## Exercise
Where the word "Null" occurs in a line of the listing below, copy that line.

## The records
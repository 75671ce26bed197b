//! Wire contract between the launcher and the privileged browser side.
//!
//! Requests are JSON objects tagged by `"type"`. Searches answer with
//! `{"items": [...]}`; actions answer with an acknowledgement. Over the
//! stdio bridge each request travels inside a [`RequestEnvelope`] and each
//! answer inside a [`ResponseEnvelope`].

use serde::{Deserialize, Serialize};

/// Contract version for request/response envelopes.
pub const CONTRACT_VERSION: u32 = 1;

/// A request from the launcher to the platform side.
#[derive(Debug, Clone, PartialEq, Eq, Serialize, Deserialize)]
#[serde(tag = "type")]
pub enum HostRequest {
    #[serde(rename = "SEARCH_HISTORY")]
    SearchHistory { query: String },
    #[serde(rename = "SEARCH_TABS")]
    SearchTabs { query: String },
    #[serde(rename = "SEARCH_BOOKMARKS")]
    SearchBookmarks { query: String },
    #[serde(rename = "OPEN_TAB")]
    OpenTab { url: String },
    #[serde(rename = "SWITCH_TO_TAB")]
    SwitchToTab {
        #[serde(rename = "tabId")]
        tab_id: i64,
    },
}

/// The `"type"` tag of a [`HostRequest`].
#[derive(Debug, Clone, Copy, PartialEq, Eq, Hash)]
pub enum RequestKind {
    SearchHistory,
    SearchTabs,
    SearchBookmarks,
    OpenTab,
    SwitchToTab,
}

impl RequestKind {
    /// Render the kind to its wire tag.
    #[must_use]
    pub fn as_str(self) -> &'static str {
        match self {
            Self::SearchHistory => "SEARCH_HISTORY",
            Self::SearchTabs => "SEARCH_TABS",
            Self::SearchBookmarks => "SEARCH_BOOKMARKS",
            Self::OpenTab => "OPEN_TAB",
            Self::SwitchToTab => "SWITCH_TO_TAB",
        }
    }

    /// Parse a wire tag.
    #[must_use]
    pub fn parse(raw: &str) -> Option<Self> {
        match raw {
            "SEARCH_HISTORY" => Some(Self::SearchHistory),
            "SEARCH_TABS" => Some(Self::SearchTabs),
            "SEARCH_BOOKMARKS" => Some(Self::SearchBookmarks),
            "OPEN_TAB" => Some(Self::OpenTab),
            "SWITCH_TO_TAB" => Some(Self::SwitchToTab),
            _ => None,
        }
    }

    /// Whether requests of this kind answer with `{"items": [...]}`.
    #[must_use]
    pub fn is_search(self) -> bool {
        matches!(
            self,
            Self::SearchHistory | Self::SearchTabs | Self::SearchBookmarks
        )
    }
}

impl std::fmt::Display for RequestKind {
    fn fmt(&self, f: &mut std::fmt::Formatter<'_>) -> std::fmt::Result {
        f.write_str(self.as_str())
    }
}

impl HostRequest {
    #[must_use]
    pub fn search_history(query: impl Into<String>) -> Self {
        Self::SearchHistory {
            query: query.into(),
        }
    }

    #[must_use]
    pub fn search_tabs(query: impl Into<String>) -> Self {
        Self::SearchTabs {
            query: query.into(),
        }
    }

    #[must_use]
    pub fn search_bookmarks(query: impl Into<String>) -> Self {
        Self::SearchBookmarks {
            query: query.into(),
        }
    }

    #[must_use]
    pub fn open_tab(url: impl Into<String>) -> Self {
        Self::OpenTab { url: url.into() }
    }

    #[must_use]
    pub fn switch_to_tab(tab_id: i64) -> Self {
        Self::SwitchToTab { tab_id }
    }

    #[must_use]
    pub fn kind(&self) -> RequestKind {
        match self {
            Self::SearchHistory { .. } => RequestKind::SearchHistory,
            Self::SearchTabs { .. } => RequestKind::SearchTabs,
            Self::SearchBookmarks { .. } => RequestKind::SearchBookmarks,
            Self::OpenTab { .. } => RequestKind::OpenTab,
            Self::SwitchToTab { .. } => RequestKind::SwitchToTab,
        }
    }

    #[must_use]
    pub fn is_search_history(&self) -> bool {
        matches!(self, Self::SearchHistory { .. })
    }

    #[must_use]
    pub fn is_search_tabs(&self) -> bool {
        matches!(self, Self::SearchTabs { .. })
    }

    #[must_use]
    pub fn is_search_bookmarks(&self) -> bool {
        matches!(self, Self::SearchBookmarks { .. })
    }

    #[must_use]
    pub fn is_open_tab(&self) -> bool {
        matches!(self, Self::OpenTab { .. })
    }

    #[must_use]
    pub fn is_switch_to_tab(&self) -> bool {
        matches!(self, Self::SwitchToTab { .. })
    }
}

/// Payload of every search answer.
#[derive(Debug, Clone, PartialEq, Serialize, Deserialize)]
pub struct SearchItems<T> {
    pub items: Vec<T>,
}

impl<T> SearchItems<T> {
    #[must_use]
    pub fn new(items: Vec<T>) -> Self {
        Self { items }
    }

    #[must_use]
    pub fn empty() -> Self {
        Self { items: Vec::new() }
    }
}

/// Payload of every action answer.
#[derive(Debug, Clone, Copy, PartialEq, Eq, Serialize, Deserialize)]
pub struct Ack {
    pub accepted: bool,
}

impl Ack {
    #[must_use]
    pub fn accepted() -> Self {
        Self { accepted: true }
    }
}

/// A versioned request envelope from launcher -> platform side.
#[derive(Debug, Clone, PartialEq, Eq, Serialize, Deserialize)]
pub struct RequestEnvelope {
    pub v: u32,
    pub request_id: String,
    #[serde(flatten)]
    pub request: HostRequest,
}

impl RequestEnvelope {
    /// Build a v1 request envelope.
    #[must_use]
    pub fn new(request_id: impl Into<String>, request: HostRequest) -> Self {
        Self {
            v: CONTRACT_VERSION,
            request_id: request_id.into(),
            request,
        }
    }

    /// Validate envelope version and required identifiers.
    pub fn validate(&self) -> Result<(), ContractError> {
        if self.v != CONTRACT_VERSION {
            return Err(ContractError::new(
                ContractErrorKind::UnsupportedVersion,
                format!(
                    "unsupported contract version {}; expected {}",
                    self.v, CONTRACT_VERSION
                ),
            ));
        }
        if self.request_id.trim().is_empty() {
            return Err(ContractError::new(
                ContractErrorKind::InvalidEnvelope,
                "request_id cannot be empty".to_owned(),
            ));
        }
        Ok(())
    }
}

/// A versioned response envelope from platform side -> launcher.
#[derive(Debug, Clone, PartialEq, Serialize, Deserialize)]
pub struct ResponseEnvelope {
    pub v: u32,
    pub request_id: String,
    pub ok: bool,
    pub payload: serde_json::Value,
    pub error: Option<String>,
}

impl ResponseEnvelope {
    /// Build a successful response envelope.
    #[must_use]
    pub fn ok(request_id: impl Into<String>, payload: serde_json::Value) -> Self {
        Self {
            v: CONTRACT_VERSION,
            request_id: request_id.into(),
            ok: true,
            payload,
            error: None,
        }
    }

    /// Build an error response envelope.
    #[must_use]
    pub fn error(request_id: impl Into<String>, message: impl Into<String>) -> Self {
        Self {
            v: CONTRACT_VERSION,
            request_id: request_id.into(),
            ok: false,
            payload: serde_json::Value::Null,
            error: Some(message.into()),
        }
    }
}

/// Contract validation error categories.
#[derive(Debug, Clone, Copy, PartialEq, Eq)]
pub enum ContractErrorKind {
    UnsupportedVersion,
    InvalidEnvelope,
}

/// Contract validation error.
#[derive(Debug, Clone, PartialEq, Eq)]
pub struct ContractError {
    pub kind: ContractErrorKind,
    pub message: String,
}

impl ContractError {
    #[must_use]
    pub fn new(kind: ContractErrorKind, message: String) -> Self {
        Self { kind, message }
    }
}

impl std::fmt::Display for ContractError {
    fn fmt(&self, f: &mut std::fmt::Formatter<'_>) -> std::fmt::Result {
        write!(f, "{:?}: {}", self.kind, self.message)
    }
}

impl std::error::Error for ContractError {}

#[cfg(test)]
mod tests {
    use super::*;
    use serde_json::json;

    #[test]
    fn requests_are_tagged_by_type() {
        let value = serde_json::to_value(HostRequest::search_tabs("docs")).expect("serialize");
        assert_eq!(value, json!({"type": "SEARCH_TABS", "query": "docs"}));

        let value = serde_json::to_value(HostRequest::switch_to_tab(12)).expect("serialize");
        assert_eq!(value, json!({"type": "SWITCH_TO_TAB", "tabId": 12}));
    }

    #[test]
    fn parses_wire_requests() {
        let request: HostRequest =
            serde_json::from_value(json!({"type": "OPEN_TAB", "url": "https://a.com"}))
                .expect("deserialize");
        assert_eq!(request, HostRequest::open_tab("https://a.com"));
        assert!(request.is_open_tab());
        assert!(!request.is_switch_to_tab());
    }

    #[test]
    fn unknown_type_is_rejected() {
        let result: Result<HostRequest, _> =
            serde_json::from_value(json!({"type": "CLOSE_TAB", "tabId": 1}));
        assert!(result.is_err());
    }

    #[test]
    fn kind_predicates_match_constructors() {
        assert!(HostRequest::search_history("q").is_search_history());
        assert!(HostRequest::search_tabs("q").is_search_tabs());
        assert!(HostRequest::search_bookmarks("q").is_search_bookmarks());
        assert!(HostRequest::open_tab("u").is_open_tab());
        assert!(HostRequest::switch_to_tab(1).is_switch_to_tab());
        assert!(!HostRequest::search_tabs("q").is_search_history());
    }

    #[test]
    fn kind_tags_round_trip() {
        for kind in [
            RequestKind::SearchHistory,
            RequestKind::SearchTabs,
            RequestKind::SearchBookmarks,
            RequestKind::OpenTab,
            RequestKind::SwitchToTab,
        ] {
            assert_eq!(RequestKind::parse(kind.as_str()), Some(kind));
        }
        assert_eq!(RequestKind::parse("search_tabs"), None);
        assert!(RequestKind::SearchBookmarks.is_search());
        assert!(!RequestKind::OpenTab.is_search());
        assert_eq!(HostRequest::open_tab("u").kind().to_string(), "OPEN_TAB");
    }

    #[test]
    fn envelope_flattens_request() {
        let envelope = RequestEnvelope::new("req-1", HostRequest::search_bookmarks("rust"));
        let value = serde_json::to_value(&envelope).expect("serialize");
        assert_eq!(
            value,
            json!({"v": 1, "request_id": "req-1", "type": "SEARCH_BOOKMARKS", "query": "rust"})
        );
        let parsed: RequestEnvelope = serde_json::from_value(value).expect("deserialize");
        assert_eq!(parsed, envelope);
    }

    #[test]
    fn envelope_validation() {
        let mut envelope = RequestEnvelope::new("req-1", HostRequest::open_tab("u"));
        assert!(envelope.validate().is_ok());

        envelope.v = 9;
        let err = envelope.validate().unwrap_err();
        assert_eq!(err.kind, ContractErrorKind::UnsupportedVersion);

        envelope.v = CONTRACT_VERSION;
        envelope.request_id = "  ".into();
        let err = envelope.validate().unwrap_err();
        assert_eq!(err.kind, ContractErrorKind::InvalidEnvelope);
    }

    #[test]
    fn payload_shapes() {
        let items = SearchItems::new(vec![json!({"id": 1})]);
        assert_eq!(serde_json::to_value(&items).expect("serialize"), json!({"items": [{"id": 1}]}));
        assert_eq!(
            serde_json::to_value(Ack::accepted()).expect("serialize"),
            json!({"accepted": true})
        );
        let empty: SearchItems<serde_json::Value> = SearchItems::empty();
        assert!(empty.items.is_empty());
    }

    #[test]
    fn error_response_is_well_formed() {
        let resp = ResponseEnvelope::error("parse-error", "bad json");
        assert!(!resp.ok);
        assert_eq!(resp.request_id, "parse-error");
        assert_eq!(resp.v, CONTRACT_VERSION);
        assert_eq!(resp.payload, serde_json::Value::Null);
        assert!(resp.error.is_some());
    }
}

## Final answer
            payload: serde_json::Value::Null,
        assert_eq!(resp.payload, serde_json::Value::Null);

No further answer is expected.